David Grossman, as far as I can tell, has been mostly silent after October 7 and during the subsequent months of the war in Gaza. I wonder what that means because he has written brilliantly about Israelis and Palestinians. He has suffered the worst of tragedies a father can suffer. His son Uri was killed by anti-tank fire in southern Lebanon in 2006, days before a ceasefire came into force in the war between Hezbollah and Israel. It did not silence him, not back then. He even wrote a novel at the centre of which was a mother’s desperate attempts to forestall what she long feared, the death of her child.
I wonder were he to now write a version of Lion’s Honey in the aftermath of October 7, would it be a different book? Would Samson’s story still be the story of an unloved and ordinary man who for reasons that only God knows, God chose to give the strength to destroy the enemies of the Jews and then leave him to die unloved and unmourned?

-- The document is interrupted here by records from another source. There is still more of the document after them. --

#[cfg(test)]
mod tests {
    use super::*;
    use crate::node::host::HostNode;
    use crate::node::url::UrlNode;
    use tempfile::TempDir;

    fn open_store() -> (TempDir, StorageEngine) {
        let dir = TempDir::new().unwrap();
        let mut store = StorageEngine::new(dir.path().join("logtally.db"));
        store.open().unwrap();
        (dir, store)
    }

    fn host(key: &str, id: u64, hits: u64, xfer: u64) -> HostNode {
        let mut node = HostNode::new(key);
        node.base.id = id;
        node.hits = hits;
        node.xfer = xfer;
        node
    }

    #[test]
    fn test_put_get_round_trip() {
        let (_dir, mut store) = open_store();
        store.put_node(&host("10.0.0.1", 3, 10, 999)).unwrap();

        let back: HostNode = store.get_node(3).unwrap().unwrap();
        assert_eq!(back.base.id, 3);
        assert_eq!(back.key(), "10.0.0.1");
        assert_eq!(back.xfer, 999);
        assert!(store.get_node::<HostNode>(4).unwrap().is_none());
    }

    #[test]
    fn test_sequences_are_per_kind() {
        let (_dir, mut store) = open_store();
        assert_eq!(store.next_id(NodeKind::Host).unwrap(), 1);
        assert_eq!(store.next_id(NodeKind::Host).unwrap(), 2);
        assert_eq!(store.next_id(NodeKind::Url).unwrap(), 1);
        assert_eq!(store.sequence(NodeKind::Host).unwrap(), 2);
    }

    #[test]
    fn test_find_by_value() {
        let (_dir, mut store) = open_store();
        store.put_node(&host("10.0.0.1", 1, 5, 0)).unwrap();
        store.put_node(&host("10.0.0.2", 2, 6, 0)).unwrap();

        let hash = HostNode::key_hash("10.0.0.2");
        let found: HostNode = store
            .find_by_value(hash, |n: &HostNode| n.key() == "10.0.0.2")
            .unwrap()
            .unwrap();
        assert_eq!(found.base.id, 2);

        let missing: Option<HostNode> = store
            .find_by_value(HostNode::key_hash("10.0.0.9"), |n: &HostNode| {
                n.key() == "10.0.0.9"
            })
            .unwrap();
        assert!(missing.is_none());
    }

    #[test]
    fn test_live_index_order_with_ties() {
        let (_dir, mut store) = open_store();
        store.attach_indexes(false).unwrap();

        store.put_node(&host("a", 1, 10, 100)).unwrap();
        store.put_node(&host("b", 2, 30, 300)).unwrap();
        store.put_node(&host("c", 3, 10, 200)).unwrap();

        let hits: Vec<u64> = store
            .scan_index::<HostNode>("hits", false)
            .unwrap()
            .map(|n| n.unwrap().base.id)
            .collect();
        // 30 first, then the tied 10s by ascending id
        assert_eq!(hits, vec![2, 1, 3]);

        let reversed: Vec<u64> = store
            .scan_index::<HostNode>("hits", true)
            .unwrap()
            .map(|n| n.unwrap().base.id)
            .collect();
        assert_eq!(reversed, vec![3, 1, 2]);
    }

    #[test]
    fn test_live_index_updates_on_rewrite() {
        let (_dir, mut store) = open_store();
        store.attach_indexes(false).unwrap();

        store.put_node(&host("a", 1, 10, 0)).unwrap();
        store.put_node(&host("b", 2, 20, 0)).unwrap();
        // rewrite host 1 with more hits than host 2
        store.put_node(&host("a", 1, 50, 0)).unwrap();

        let ids: Vec<u64> = store
            .scan_index::<HostNode>("hits", false)
            .unwrap()
            .map(|n| n.unwrap().base.id)
            .collect();
        assert_eq!(ids, vec![1, 2]);
    }

    #[test]
    fn test_rebuild_matches_live_maintenance() {
        let (_dir, mut store) = open_store();

        // batch-style run: no live maintenance
        for i in 0..20u64 {
            store
                .put_node(&host(&format!("h{i}"), i + 1, i * 7 % 13, i))
                .unwrap();
        }
        store.attach_indexes(true).unwrap();
        let rebuilt: Vec<u64> = store
            .scan_index::<HostNode>("hits", false)
            .unwrap()
            .map(|n| n.unwrap().base.id)
            .collect();

        // same data with live maintenance from the start
        let (_dir2, mut live) = open_store();
        live.attach_indexes(false).unwrap();
        for i in 0..20u64 {
            live.put_node(&host(&format!("h{i}"), i + 1, i * 7 % 13, i))
                .unwrap();
        }
        let maintained: Vec<u64> = live
            .scan_index::<HostNode>("hits", false)
            .unwrap()
            .map(|n| n.unwrap().base.id)
            .collect();

        assert_eq!(rebuilt, maintained);
    }

    #[test]
    fn test_groups_split_indexes() {
        let (_dir, mut store) = open_store();
        store.attach_indexes(false).unwrap();

        store.put_node(&host("10.0.0.1", 1, 10, 0)).unwrap();
        let mut grp = HostNode::group("lab machines");
        grp.base.id = 2;
        grp.hits = 99;
        store.put_node(&grp).unwrap();

        let regular: Vec<u64> = store
            .scan_index::<HostNode>("hits", false)
            .unwrap()
            .map(|n| n.unwrap().base.id)
            .collect();
        let groups: Vec<u64> = store
            .scan_index::<HostNode>("groups.hits", false)
            .unwrap()
            .map(|n| n.unwrap().base.id)
            .collect();
        assert_eq!(regular, vec![1]);
        assert_eq!(groups, vec![2]);
    }

    #[test]
    fn test_delete_removes_index_entries() {
        let (_dir, mut store) = open_store();
        store.attach_indexes(false).unwrap();
        store.put_node(&host("a", 1, 10, 5)).unwrap();
        store.delete_node::<HostNode>(1).unwrap();

        assert!(store.get_node::<HostNode>(1).unwrap().is_none());
        assert_eq!(store.scan_index::<HostNode>("hits", false).unwrap().count(), 0);
        let found: Option<HostNode> =
            store.find_by_value(HostNode::key_hash("a"), |n: &HostNode| n.key() == "a").unwrap();
        assert!(found.is_none());
    }

    #[test]
    fn test_truncate_resets_everything() {
        let (_dir, mut store) = open_store();
        store.put_node(&host("a", 1, 1, 1)).unwrap();
        store.next_id(NodeKind::Host).unwrap();
        store.truncate().unwrap();
        assert_eq!(store.count(NodeKind::Host).unwrap(), 0);
        assert_eq!(store.sequence(NodeKind::Host).unwrap(), 0);
    }

    #[test]
    fn test_rollover_archives_current_file() {
        let dir = TempDir::new().unwrap();
        let path = dir.path().join("logtally.db");
        let mut store = StorageEngine::new(&path);
        store.open().unwrap();
        store.put_node(&host("a", 1, 1, 1)).unwrap();

        let ts = Tstamp::new(2020, 6, 30, 23, 0, 0, 0);
        store.rollover(&ts).unwrap();

        assert!(dir.path().join("logtally_202006.db").exists());
        assert_eq!(store.count(NodeKind::Host).unwrap(), 0);
        assert!(!store.has_sysnode().unwrap());
    }

    #[test]
    fn test_index_order_over_random_volumes() {
        use rand::Rng;

        let (_dir, mut store) = open_store();
        store.attach_indexes(false).unwrap();

        let mut rng = rand::thread_rng();
        let mut expected: Vec<(u64, u64)> = Vec::new();
        for id in 1..=200u64 {
            let hits = rng.gen_range(0..50);
            store
                .put_node(&host(&format!("h{id}"), id, hits, 0))
                .unwrap();
            expected.push((hits, id));
        }
        // descending by hits, ties by ascending id
        expected.sort_by(|a, b| b.0.cmp(&a.0).then(a.1.cmp(&b.1)));

        let scanned: Vec<(u64, u64)> = store
            .scan_index::<HostNode>("hits", false)
            .unwrap()
            .map(|n| {
                let n = n.unwrap();
                (n.hits, n.base.id)
            })
            .collect();
        assert_eq!(scanned, expected);
    }

    #[test]
    fn test_scan_primary_in_id_order() {
        let (_dir, mut store) = open_store();
        let mut url = UrlNode::new("/b");
        url.base.id = 2;
        store.put_node(&url).unwrap();
        let mut url = UrlNode::new("/a");
        url.base.id = 1;
        store.put_node(&url).unwrap();

        let keys: Vec<String> = store
            .scan_primary::<UrlNode>()
            .unwrap()
            .map(|n| n.unwrap().key().to_string())
            .collect();
        assert_eq!(keys, vec!["/a", "/b"]);
    }
}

Or would Samson, in Grossman’s retelling of his story, be more like David— not as articulate or heroic— a saviour, a flawed one of course, of the Jews.
I happened to listen to an interview with David Grossman on an Israeli radio station, Galei Tzahal I think, in the days following Oct 7. It was very moving to hear what seemed to be anger at what had happened, and pessimism at what’s to come. His quiet passionate voice is unforgettable. Thank you for your piece, I hope David Grossman reads it too, he’d enjoy it.